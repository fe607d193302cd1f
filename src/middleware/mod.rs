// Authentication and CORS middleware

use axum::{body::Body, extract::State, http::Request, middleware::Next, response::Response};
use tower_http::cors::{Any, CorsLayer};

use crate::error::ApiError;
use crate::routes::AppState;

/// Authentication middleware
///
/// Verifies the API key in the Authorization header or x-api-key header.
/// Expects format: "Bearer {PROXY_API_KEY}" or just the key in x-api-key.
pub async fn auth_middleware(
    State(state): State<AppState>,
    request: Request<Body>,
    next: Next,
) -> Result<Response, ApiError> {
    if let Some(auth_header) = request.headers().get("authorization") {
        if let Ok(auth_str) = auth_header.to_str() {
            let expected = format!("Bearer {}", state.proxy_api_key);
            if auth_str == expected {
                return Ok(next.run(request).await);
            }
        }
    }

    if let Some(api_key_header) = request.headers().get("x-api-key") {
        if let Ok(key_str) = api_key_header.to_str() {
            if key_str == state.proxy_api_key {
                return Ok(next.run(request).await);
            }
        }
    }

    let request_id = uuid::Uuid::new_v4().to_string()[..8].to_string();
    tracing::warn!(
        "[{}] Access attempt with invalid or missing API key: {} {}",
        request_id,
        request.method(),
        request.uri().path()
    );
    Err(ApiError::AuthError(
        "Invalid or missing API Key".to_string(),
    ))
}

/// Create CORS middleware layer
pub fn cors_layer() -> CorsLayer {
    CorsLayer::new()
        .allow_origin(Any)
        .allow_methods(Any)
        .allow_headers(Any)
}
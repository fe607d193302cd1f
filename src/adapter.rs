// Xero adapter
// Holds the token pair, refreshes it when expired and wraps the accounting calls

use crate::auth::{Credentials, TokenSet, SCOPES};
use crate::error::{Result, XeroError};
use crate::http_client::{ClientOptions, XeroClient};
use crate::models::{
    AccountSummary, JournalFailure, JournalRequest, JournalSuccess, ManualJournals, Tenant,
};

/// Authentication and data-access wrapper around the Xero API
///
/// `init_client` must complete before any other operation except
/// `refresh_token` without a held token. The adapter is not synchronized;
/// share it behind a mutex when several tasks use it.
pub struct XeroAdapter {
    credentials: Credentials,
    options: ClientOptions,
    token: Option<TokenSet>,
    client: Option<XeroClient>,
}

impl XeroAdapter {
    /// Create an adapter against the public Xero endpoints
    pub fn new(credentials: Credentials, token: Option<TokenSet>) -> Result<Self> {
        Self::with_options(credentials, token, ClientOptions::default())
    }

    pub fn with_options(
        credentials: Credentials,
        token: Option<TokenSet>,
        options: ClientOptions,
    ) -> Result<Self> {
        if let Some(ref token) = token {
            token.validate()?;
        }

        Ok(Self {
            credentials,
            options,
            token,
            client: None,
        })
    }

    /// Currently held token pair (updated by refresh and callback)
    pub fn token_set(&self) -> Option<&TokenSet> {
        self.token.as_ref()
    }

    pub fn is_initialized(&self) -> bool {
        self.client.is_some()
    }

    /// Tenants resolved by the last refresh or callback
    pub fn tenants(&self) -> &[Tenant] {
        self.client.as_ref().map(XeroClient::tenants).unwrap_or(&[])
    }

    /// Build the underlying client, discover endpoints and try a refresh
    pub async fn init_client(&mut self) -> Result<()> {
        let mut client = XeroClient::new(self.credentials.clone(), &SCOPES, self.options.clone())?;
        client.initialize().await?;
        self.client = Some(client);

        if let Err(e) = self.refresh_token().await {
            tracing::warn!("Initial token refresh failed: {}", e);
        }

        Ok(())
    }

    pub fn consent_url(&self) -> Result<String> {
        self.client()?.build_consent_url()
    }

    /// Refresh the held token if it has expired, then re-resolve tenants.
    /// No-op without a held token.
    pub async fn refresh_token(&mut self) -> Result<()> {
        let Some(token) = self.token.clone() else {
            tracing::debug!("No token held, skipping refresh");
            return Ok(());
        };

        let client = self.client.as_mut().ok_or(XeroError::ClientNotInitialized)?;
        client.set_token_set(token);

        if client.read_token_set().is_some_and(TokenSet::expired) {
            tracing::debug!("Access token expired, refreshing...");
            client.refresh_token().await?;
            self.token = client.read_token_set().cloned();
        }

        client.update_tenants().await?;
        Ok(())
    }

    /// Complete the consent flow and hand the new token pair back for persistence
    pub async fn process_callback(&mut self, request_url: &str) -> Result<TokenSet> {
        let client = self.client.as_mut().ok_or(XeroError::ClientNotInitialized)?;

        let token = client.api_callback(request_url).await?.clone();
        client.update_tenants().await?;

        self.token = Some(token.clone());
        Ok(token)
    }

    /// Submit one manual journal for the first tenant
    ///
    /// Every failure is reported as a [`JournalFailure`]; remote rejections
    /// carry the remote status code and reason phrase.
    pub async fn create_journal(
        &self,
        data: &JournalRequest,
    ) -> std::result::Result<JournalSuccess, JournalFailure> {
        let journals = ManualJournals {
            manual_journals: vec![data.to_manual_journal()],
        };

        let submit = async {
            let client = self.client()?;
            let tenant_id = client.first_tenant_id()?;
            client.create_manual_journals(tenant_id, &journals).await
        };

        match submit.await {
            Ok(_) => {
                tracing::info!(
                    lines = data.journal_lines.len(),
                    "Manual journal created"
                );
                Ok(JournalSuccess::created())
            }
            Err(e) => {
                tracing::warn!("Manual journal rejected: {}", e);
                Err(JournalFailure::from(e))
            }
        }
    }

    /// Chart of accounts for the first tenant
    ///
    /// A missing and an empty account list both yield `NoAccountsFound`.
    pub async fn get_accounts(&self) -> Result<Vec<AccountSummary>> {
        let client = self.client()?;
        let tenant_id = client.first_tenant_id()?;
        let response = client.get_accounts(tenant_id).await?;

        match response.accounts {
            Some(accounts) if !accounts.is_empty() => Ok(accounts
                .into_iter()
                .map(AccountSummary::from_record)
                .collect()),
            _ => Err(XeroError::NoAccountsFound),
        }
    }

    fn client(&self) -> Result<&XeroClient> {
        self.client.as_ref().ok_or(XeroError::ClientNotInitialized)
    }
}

+===+

## [TASK DIRECTIONS]
Your answer should be the lines of the material above that include "created".

## [ANSWER BELOW]
                    "Manual journal created"
                Ok(JournalSuccess::created())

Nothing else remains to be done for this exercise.